Collected data entries:
_ _ _ _ _

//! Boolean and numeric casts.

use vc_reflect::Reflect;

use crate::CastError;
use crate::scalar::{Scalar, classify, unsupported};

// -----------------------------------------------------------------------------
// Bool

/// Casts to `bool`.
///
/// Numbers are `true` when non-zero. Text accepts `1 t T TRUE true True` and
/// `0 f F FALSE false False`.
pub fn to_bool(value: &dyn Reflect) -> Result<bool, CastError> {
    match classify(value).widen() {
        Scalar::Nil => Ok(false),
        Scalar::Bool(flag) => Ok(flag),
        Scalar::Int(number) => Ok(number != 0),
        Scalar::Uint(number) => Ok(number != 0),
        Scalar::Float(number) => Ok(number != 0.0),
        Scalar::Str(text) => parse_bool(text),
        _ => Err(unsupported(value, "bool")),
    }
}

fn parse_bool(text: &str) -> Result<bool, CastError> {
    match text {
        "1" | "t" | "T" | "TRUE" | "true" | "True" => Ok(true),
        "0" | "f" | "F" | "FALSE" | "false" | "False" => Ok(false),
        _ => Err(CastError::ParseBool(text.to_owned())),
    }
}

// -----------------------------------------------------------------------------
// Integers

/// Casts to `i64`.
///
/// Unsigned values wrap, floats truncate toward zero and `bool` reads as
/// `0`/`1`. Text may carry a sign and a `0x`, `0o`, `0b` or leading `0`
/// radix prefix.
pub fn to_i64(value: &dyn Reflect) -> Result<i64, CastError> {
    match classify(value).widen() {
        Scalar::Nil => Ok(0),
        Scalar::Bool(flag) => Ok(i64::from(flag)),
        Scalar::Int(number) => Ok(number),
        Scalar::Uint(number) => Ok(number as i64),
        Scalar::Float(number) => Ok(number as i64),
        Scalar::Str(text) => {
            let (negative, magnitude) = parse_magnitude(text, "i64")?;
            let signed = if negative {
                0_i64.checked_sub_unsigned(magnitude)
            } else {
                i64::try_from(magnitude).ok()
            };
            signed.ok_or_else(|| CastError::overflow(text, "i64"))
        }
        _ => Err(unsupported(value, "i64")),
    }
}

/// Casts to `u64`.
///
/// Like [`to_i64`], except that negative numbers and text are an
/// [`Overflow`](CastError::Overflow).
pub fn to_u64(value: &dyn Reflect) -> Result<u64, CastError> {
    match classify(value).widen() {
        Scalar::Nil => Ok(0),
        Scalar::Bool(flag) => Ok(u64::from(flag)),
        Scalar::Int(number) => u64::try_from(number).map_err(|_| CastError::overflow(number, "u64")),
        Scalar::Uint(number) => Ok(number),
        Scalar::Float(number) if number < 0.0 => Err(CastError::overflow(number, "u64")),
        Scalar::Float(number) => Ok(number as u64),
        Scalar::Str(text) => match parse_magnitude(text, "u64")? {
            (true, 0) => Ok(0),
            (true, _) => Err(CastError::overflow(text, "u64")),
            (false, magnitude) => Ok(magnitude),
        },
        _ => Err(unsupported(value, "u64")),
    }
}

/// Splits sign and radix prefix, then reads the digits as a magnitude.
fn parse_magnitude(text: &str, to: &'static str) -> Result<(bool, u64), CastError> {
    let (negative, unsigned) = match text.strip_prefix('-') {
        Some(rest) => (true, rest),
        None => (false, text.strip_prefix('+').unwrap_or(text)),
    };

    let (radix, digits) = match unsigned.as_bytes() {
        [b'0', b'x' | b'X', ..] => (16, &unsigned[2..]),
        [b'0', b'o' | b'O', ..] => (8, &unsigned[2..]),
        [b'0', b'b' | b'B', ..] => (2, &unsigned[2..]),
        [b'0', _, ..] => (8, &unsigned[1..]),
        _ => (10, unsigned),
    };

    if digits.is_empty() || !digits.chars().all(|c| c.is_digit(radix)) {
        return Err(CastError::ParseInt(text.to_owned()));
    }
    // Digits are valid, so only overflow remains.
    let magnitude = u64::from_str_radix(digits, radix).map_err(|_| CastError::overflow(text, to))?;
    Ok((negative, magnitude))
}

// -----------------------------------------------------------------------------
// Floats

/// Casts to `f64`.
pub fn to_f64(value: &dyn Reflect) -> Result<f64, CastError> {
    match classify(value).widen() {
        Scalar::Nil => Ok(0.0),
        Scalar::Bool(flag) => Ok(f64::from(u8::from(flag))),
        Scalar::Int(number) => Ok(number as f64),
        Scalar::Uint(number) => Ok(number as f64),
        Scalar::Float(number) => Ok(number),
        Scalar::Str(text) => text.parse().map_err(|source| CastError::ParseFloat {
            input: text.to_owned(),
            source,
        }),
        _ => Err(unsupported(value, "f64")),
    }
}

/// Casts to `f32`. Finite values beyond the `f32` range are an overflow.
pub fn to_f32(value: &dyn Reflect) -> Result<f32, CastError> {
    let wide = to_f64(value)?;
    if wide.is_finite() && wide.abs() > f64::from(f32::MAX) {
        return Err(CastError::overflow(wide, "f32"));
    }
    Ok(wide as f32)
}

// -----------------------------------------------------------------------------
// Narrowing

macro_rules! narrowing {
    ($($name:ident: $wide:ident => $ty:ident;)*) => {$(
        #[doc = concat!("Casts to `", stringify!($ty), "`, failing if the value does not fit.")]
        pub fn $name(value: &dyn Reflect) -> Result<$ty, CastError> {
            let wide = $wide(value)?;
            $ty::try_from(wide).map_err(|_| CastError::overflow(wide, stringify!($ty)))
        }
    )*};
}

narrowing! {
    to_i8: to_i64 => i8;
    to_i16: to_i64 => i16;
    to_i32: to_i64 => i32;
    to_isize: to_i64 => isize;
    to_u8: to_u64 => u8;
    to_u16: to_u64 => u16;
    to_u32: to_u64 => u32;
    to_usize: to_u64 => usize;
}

_ _ _ _ _

What you will do: Every line with "zero" in it should be copied from the entries above.

Response for this exercise:
/// Numbers are `true` when non-zero. Text accepts `1 t T TRUE true True` and
/// Unsigned values wrap, floats truncate toward zero and `bool` reads as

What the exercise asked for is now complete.